There are two main search directories and several niche directories that can provide you with a valuable listing. Unlike the three major search engines, directories are more like catalog listings and they require that you actually submit your site (and sometimes pay a fee) if you want to be listed.

Submitting to directories is a great way to begin acquiring links and driving traffic to any site, new or old but one needs to be selective as many low quality directories exist that do not offer any great value to your website.

When selecting a directory one needs to simply make sure that you can tick some quality criteria check boxes before wasting your time on the millions of spammed sites.

Does the directory site rank?
https://www.google.co.za/search?hl=en&cr=countryZA&q=business+directory

Is the directory relevant to my site?
https://www.google.co.za/search?hl=en&cr=countryZA&q=midrand+based+services+directory

These are what I call hyper focused regional or product specific directories. They are highly relevant to a locations / products and services in South Africa.

when submitting to these relevant directories and generic top directories like yahoo and dmoz.org make certain that you have submitted to the the most relevent internal category or you will stand little chance of getting accepted. (be specific)

Getting a listing in DMOZ is still as important as always, in terms of gaining a valuable high PageRank link that carries trust.

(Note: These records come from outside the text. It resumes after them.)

//! PipeFlow: banded-Newton 1-D pipe flow solver (C1).
//!
//! Solves the staggered mass/momentum discretization for velocity and
//! pressure on a fixed grid of cell centers, given the cross-sectional area
//! supplied by the coupled structure solver at each coupling iteration.

mod band;
mod boundary;
mod error;
mod jacobian;
mod residual;
mod state;

pub use band::BandMatrix;
pub use boundary::{inlet_velocity, InletBoundaryKind};
pub use error::{PipeFlowError, PipeFlowResult};

use std::f64::consts::PI;
use std::fs::{File, OpenOptions};
use std::io::{BufWriter, Write};
use std::path::PathBuf;

use fsic_component::{ComponentResult, Lifecycle, Solver};
use fsic_core::Real;
use nalgebra::DVector;
use tracing::{debug, instrument};

use state::PipeFlowState;

/// Static configuration read once at construction time.
#[derive(Clone, Debug)]
pub struct PipeFlowConfig {
    pub length: Real,
    pub diameter: Real,
    pub density: Real,
    pub segments: usize,

    pub u_reference: Real,
    pub u_amplitude: Real,
    pub u_period: Real,
    pub inlet_kind: InletBoundaryKind,

    /// Young's modulus of the coupled structure, used only to derive `cmk2`
    /// for this solver's own outlet characteristic BC.
    pub young_modulus: Real,
    pub wall_thickness: Real,

    pub newton_max_iterations: usize,
    pub newton_tolerance: Real,

    /// Directory this solver's `output.dat` is written under; `None`
    /// disables persistence (used by tests and dry validation runs).
    pub output_dir: Option<PathBuf>,
}

impl Default for PipeFlowConfig {
    fn default() -> Self {
        Self {
            length: 10.0,
            diameter: 0.02,
            density: 1000.0,
            segments: 100,
            u_reference: 0.1,
            u_amplitude: 0.0,
            u_period: 1.0,
            inlet_kind: InletBoundaryKind::default(),
            young_modulus: 3.0e5,
            wall_thickness: 1.0e-3,
            newton_max_iterations: 50,
            newton_tolerance: 1e-10,
            output_dir: None,
        }
    }
}

pub struct PipeFlow {
    cfg: PipeFlowConfig,
    z: Vec<Real>,
    dz: Real,
    step: u64,
    dt: Real,

    state: PipeFlowState,

    initialized: bool,
    step_ongoing: bool,

    writer: Option<BufWriter<File>>,
}

impl PipeFlow {
    pub fn new(cfg: PipeFlowConfig) -> PipeFlowResult<Self> {
        if cfg.segments == 0 {
            return Err(PipeFlowError::InvalidArg {
                what: "segments must be positive",
            });
        }
        let m = cfg.segments;
        let dz = cfg.length / m as Real;
        let z: Vec<Real> = (0..m).map(|i| dz / 2.0 + i as Real * dz).collect();
        let cmk2 = (cfg.young_modulus * cfg.wall_thickness) / (cfg.density * cfg.diameter);

        let n = m + 2;
        let area0 = PI * cfg.diameter.powi(2) / 4.0;
        let state = PipeFlowState {
            m,
            dz,
            dt: 0.0,
            cmk2,
            alpha: 0.0,
            u: vec![cfg.u_reference; n],
            un: vec![cfg.u_reference; n],
            p: vec![0.0; n],
            pn: vec![0.0; n],
            a: vec![area0; n],
            an: vec![area0; n],
        };

        let writer = match &cfg.output_dir {
            Some(dir) => {
                std::fs::create_dir_all(dir).map_err(|e| PipeFlowError::Io {
                    what: format!("cannot create output dir: {e}"),
                })?;
                let file = OpenOptions::new()
                    .create(true)
                    .write(true)
                    .truncate(true)
                    .open(dir.join("output.dat"))
                    .map_err(|e| PipeFlowError::Io {
                        what: format!("cannot open output.dat: {e}"),
                    })?;
                Some(BufWriter::new(file))
            }
            None => None,
        };

        Ok(Self {
            cfg,
            z,
            dz,
            step: 0,
            dt: 0.0,
            state,
            initialized: false,
            step_ongoing: false,
            writer,
        })
    }

    fn inlet_velocity_now(&self) -> Real {
        inlet_velocity(
            self.cfg.inlet_kind,
            self.step as Real * self.dt,
            self.cfg.u_reference,
            self.cfg.u_amplitude,
            self.cfg.u_period,
        )
    }

    fn write_row(w: &mut BufWriter<File>, row: &[Real]) -> std::io::Result<()> {
        let line = row
            .iter()
            .map(|v| format!("{v:.17e}"))
            .collect::<Vec<_>>()
            .join(" ");
        writeln!(w, "{line}")
    }
}

impl Lifecycle for PipeFlow {
    fn initialize(&mut self) -> ComponentResult<()> {
        if self.initialized {
            return Err(fsic_component::ComponentError::ContractViolation {
                what: "PipeFlow already initialized",
            }
            .into());
        }
        self.initialized = true;
        Ok(())
    }

    fn initializestep(&mut self) -> ComponentResult<()> {
        if !self.initialized {
            return Err(fsic_component::ComponentError::ContractViolation {
                what: "PipeFlow not initialized",
            }
            .into());
        }
        if self.step_ongoing {
            return Err(fsic_component::ComponentError::ContractViolation {
                what: "PipeFlow step already ongoing",
            }
            .into());
        }
        self.step += 1;
        self.step_ongoing = true;
        self.state.un = self.state.u.clone();
        self.state.pn = self.state.p.clone();
        self.state.an = self.state.a.clone();
        Ok(())
    }

    fn finalizestep(&mut self) -> ComponentResult<()> {
        if !self.initialized {
            return Err(fsic_component::ComponentError::ContractViolation {
                what: "PipeFlow not initialized",
            }
            .into());
        }
        if !self.step_ongoing {
            return Err(fsic_component::ComponentError::ContractViolation {
                what: "PipeFlow has no step ongoing",
            }
            .into());
        }
        self.step_ongoing = false;

        if let Some(w) = self.writer.as_mut() {
            Self::write_row(w, &self.state.a)
                .and_then(|_| Self::write_row(w, &self.state.p))
                .and_then(|_| Self::write_row(w, &self.state.u))
                .map_err(|e| fsic_component::ComponentError::Numerical {
                    what: format!("failed writing output.dat: {e}"),
                })?;
        }
        Ok(())
    }

    fn finalize(&mut self) -> ComponentResult<()> {
        if !self.initialized {
            return Err(fsic_component::ComponentError::ContractViolation {
                what: "PipeFlow not initialized",
            }
            .into());
        }
        self.initialized = false;
        if let Some(w) = self.writer.as_mut() {
            w.flush().map_err(|e| fsic_component::ComponentError::Numerical {
                what: format!("failed flushing output.dat: {e}"),
            })?;
        }
        Ok(())
    }
}

impl Solver for PipeFlow {
    fn input_grid(&self) -> &[Real] {
        &self.z
    }

    fn output_grid(&self) -> &[Real] {
        &self.z
    }

    fn set_input_grid(&mut self, z: &[Real]) -> ComponentResult<()> {
        if z.len() != self.z.len() {
            return Err(fsic_component::ComponentError::InvalidArg {
                what: "input grid length mismatch",
            });
        }
        self.z = z.to_vec();
        Ok(())
    }

    fn set_output_grid(&mut self, z: &[Real]) -> ComponentResult<()> {
        self.set_input_grid(z)
    }

    fn input_data(&self) -> DVector<Real> {
        DVector::from_row_slice(&self.state.a[1..=self.state.m])
    }

    fn set_time_step(&mut self, dt: Real) -> ComponentResult<()> {
        if self.step_ongoing {
            return Err(fsic_component::ComponentError::ContractViolation {
                what: "cannot change time step while a step is ongoing",
            });
        }
        self.dt = dt;
        self.state.dt = dt;
        Ok(())
    }

    fn get_time_step(&self) -> Real {
        self.dt
    }

    #[instrument(skip(self, input), fields(step = self.step))]
    fn calculate(&mut self, input: &DVector<Real>) -> ComponentResult<DVector<Real>> {
        if !self.initialized {
            return Err(fsic_component::ComponentError::ContractViolation {
                what: "calculate called before initialize",
            });
        }
        if !self.step_ongoing {
            return Err(fsic_component::ComponentError::ContractViolation {
                what: "calculate called outside initializestep/finalizestep",
            });
        }
        if input.len() != self.state.m {
            return Err(fsic_component::ComponentError::InvalidArg {
                what: "area input length does not match segment count",
            });
        }

        for i in 0..self.state.m {
            self.state.a[i + 1] = input[i];
        }
        self.state.a[0] = self.state.a[1];
        self.state.a[self.state.m + 1] = self.state.a[self.state.m];

        self.state.alpha = PI * self.cfg.diameter.powi(2)
            / 4.0
            / (self.cfg.u_reference + self.dz / self.dt);

        let u_inlet = self.inlet_velocity_now();
        let mut f = residual::residual(&self.state, u_inlet);
        let residual0 = fsic_core::norm(&f);

        if residual0 > 0.0 {
            let mut converged = false;
            for _ in 0..self.cfg.newton_max_iterations {
                let j = jacobian::jacobian(&self.state);
                let rhs: Vec<Real> = f.iter().map(|v| -v).collect();
                let dx = j.lu_solve(&rhs)?;
                self.state.apply_step(&dx);
                self.state.u[0] = self.inlet_velocity_now();

                f = residual::residual(&self.state, u_inlet);
                let residual_norm = fsic_core::norm(&f);
                if residual_norm / residual0 < self.cfg.newton_tolerance {
                    converged = true;
                    break;
                }
            }
            if !converged {
                return Err(PipeFlowError::ConvergenceFailed {
                    what: format!(
                        "Newton solve did not reach tolerance {} within {} iterations",
                        self.cfg.newton_tolerance, self.cfg.newton_max_iterations
                    ),
                }
                .into());
            }
        }
        debug!(residual0, "pipeflow newton solve settled");

        Ok(DVector::from_row_slice(
            &self.state.p[1..=self.state.m],
        ))
    }
}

Be warned – submission to DMOZ can be frustrating. As with Yahoo, we also recommend finding a category (if possible) that is in the index of Google and Bing by using the “site:” search command site:www.dmoz.org/category search to see if the page is indexed.

Final Review

  • We’ve identified the top three, and only important, search engines as Google, Bing and Yahoo (Powered by Bing); and in that order.
  • We’ve revealed how Web pages actually get listed in the search engines by being found, not by being submitted.
  • We’ve explained the difference between free, organic (aka, natural, regular) search results and Sponsored Listings which are paid search results also known as pay-per-click or PPC.
  • You now have a basic list of ranking elements that Google uses. They are; incoming links, page content, Web page title tag, keywords in URL, anchor text (i.e. link content), PageRank score; among others and not necessarily in that order.
  • And you’ve been introduced to the two main search directories (Yahoo & DMOZ). Now you know there’s a difference between search engines and search directories.